3. Prepare to respond to changes
We could never have pictured the changes in the way people live today due to the pandemic. The business plan you planned six months ago may not work well today. You need to modify your plan and set up your business for how this tragic event has evolved. If your issue is temporary for less than three months, then reducing your expenses on marketing, travel, and staff hours could help you get through a rough period.

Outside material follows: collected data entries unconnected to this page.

//! Tumblr chat exporter CLI - main entry point

use std::path::PathBuf;
use std::process::ExitCode;

use anyhow::Context;
use clap::Parser;
use dialoguer::{Input, Password};
use tracing_subscriber::EnvFilter;

use tumblr_chat_export::clock::parse_date;
use tumblr_chat_export::commands::{self, ExportArgs};
use tumblr_chat_export::config::normalize_blog;
use tumblr_chat_export::{
    Clock, Config, ConversationTarget, Credentials, Error, TerminalPrompter,
};

#[derive(Parser)]
#[command(name = "tumblr_chat_export")]
#[command(about = "Export a Tumblr direct-message conversation as a chronological transcript", long_about = None)]
#[command(version)]
struct Cli {
    /// Tumblr email (prompted if omitted)
    #[arg(short = 'u', long = "username", env = "TUMBLR_EMAIL")]
    username: Option<String>,

    /// Password (prompted if omitted)
    #[arg(short = 'p', long, env = "TUMBLR_PASSWORD", hide_env_values = true)]
    password: Option<String>,

    /// Blog name, with or without .tumblr.com (prompted if omitted)
    #[arg(short, long, env = "TUMBLR_BLOG")]
    blog: Option<String>,

    /// 2FA code (prompted when the login asks for one)
    #[arg(short = 't', long = "tfa")]
    tfa: Option<String>,

    /// Conversation id (menu if neither this nor --partner is set)
    #[arg(short, long)]
    conversation: Option<String>,

    /// Blog name of the other participant
    #[arg(long)]
    partner: Option<String>,

    /// Keep messages from this date on (YYYYMMDD or YYYY-MM-DD)
    #[arg(short, long)]
    date: Option<String>,

    /// Requests per minute while paging messages
    #[arg(short, long)]
    rate: Option<u32>,

    /// Write the transcript to this file instead of the terminal
    #[arg(short, long)]
    output: Option<PathBuf>,

    /// With --output: one file per day, date inserted before the extension
    #[arg(long, default_value_t = false)]
    split: bool,

    /// Disable TLS certificate verification (not recommended)
    #[arg(short = 's', long = "skip-ssl", default_value_t = false)]
    skip_ssl: bool,

    /// Do not offer to save terminal output to a file
    #[arg(long, default_value_t = false)]
    no_save_prompt: bool,

    /// Configuration file (defaults to ./config.yml)
    #[arg(long)]
    config: Option<PathBuf>,
}

fn read_plain_input(prompt: &str) -> anyhow::Result<String> {
    let input: String = Input::new().with_prompt(prompt).interact_text()?;
    Ok(input.trim().to_string())
}

fn read_secret_input(prompt: &str) -> anyhow::Result<String> {
    let input = Password::new()
        .with_prompt(prompt)
        .allow_empty_password(false)
        .interact()?;
    Ok(input.trim().to_string())
}

fn non_empty(value: Option<String>) -> Option<String> {
    value.map(|v| v.trim().to_string()).filter(|v| !v.is_empty())
}

fn load_config(path: Option<&PathBuf>) -> anyhow::Result<Config> {
    match path {
        Some(path) => Config::load_from_file(path)
            .map_err(Error::Config)
            .with_context(|| format!("loading {}", path.display())),
        None => Ok(Config::new()),
    }
}

async fn run(cli: Cli) -> anyhow::Result<()> {
    let config = load_config(cli.config.as_ref())?;

    let cutoff = cli
        .date
        .as_deref()
        .map(parse_date)
        .transpose()
        .map_err(Error::InvalidArgument)?;

    let blog = match non_empty(cli.blog).or_else(|| non_empty(Some(config.blog.clone()))) {
        Some(blog) => blog,
        None => read_plain_input("Enter blog name (without .tumblr.com)")?,
    };
    let email = match non_empty(cli.username).or_else(|| non_empty(Some(config.email.clone()))) {
        Some(email) => email,
        None => read_plain_input("Enter email")?,
    };
    let password = match non_empty(cli.password) {
        Some(password) => password,
        None => read_secret_input("Enter password")?,
    };

    let mut credentials = Credentials::new(email, password);
    if let Some(code) = non_empty(cli.tfa) {
        credentials = credentials.with_challenge_code(code);
    }

    let args = ExportArgs {
        credentials,
        blog: normalize_blog(&blog),
        target: ConversationTarget::from_options(cli.conversation, cli.partner),
        cutoff,
        rate_limit: cli.rate.filter(|r| *r > 0),
        output: cli.output,
        split: cli.split || config.split,
        skip_ssl: cli.skip_ssl,
        offer_capture: !cli.no_save_prompt,
        clock: Clock::Local,
    };

    let mut prompter = TerminalPrompter::stdio();
    let mut screen = std::io::stdout();
    let report = commands::export_run(&config, &args, &mut prompter, &mut screen).await?;

    for file in &report.files {
        tracing::info!(file = %file.display(), "saved");
    }
    Ok(())
}

#[tokio::main(flavor = "current_thread")]
async fn main() -> ExitCode {
    // Load .env before clap reads its env fallbacks
    let _ = dotenvy::dotenv();

    // Initialize logging; stdout is reserved for the transcript
    tracing_subscriber::fmt()
        .with_env_filter(
            EnvFilter::try_from_default_env().unwrap_or_else(|_| EnvFilter::new("info")),
        )
        .with_writer(std::io::stderr)
        .init();

    let cli = Cli::parse();

    match run(cli).await {
        Ok(()) => ExitCode::SUCCESS,
        Err(e) => {
            eprintln!("ERROR: {:#}", e);
            ExitCode::FAILURE
        }
    }
}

If the pandemic and lockdowns persist for multiple moths or even a year, then you have to make an additional backup plan; one that addresses minimizing your fixed costs, cutting down benefits, and even having to let good workers go.
4. Evaluate your finances
The financial risk and impact needs to be carefully weighed with your back-up plan. Where possible seek out ways to decrease non-essential expenses and regularly monitor your profit projections. Also, don’t overlook your accounts receivable and determine customers who are high risk of late payment.
Many business owners have savings they can draw on or access to keep them afloat. The best option for this is to secure a business line of credit prior to the actual need, so you can access those funds while in a disaster or pandemic. Another option for business owners is a mortgage for self-employed people likely provided by a mortgage broker.
None of us are fully aware of what’s coming next or if we’ll have to deal with a pandemic similar to this again in our lifetimes. But it is advantageous and wise to have a plan for your business during emergencies such as COVID-19 and makes sure it’s in a healthy position for recovery once things move back normal.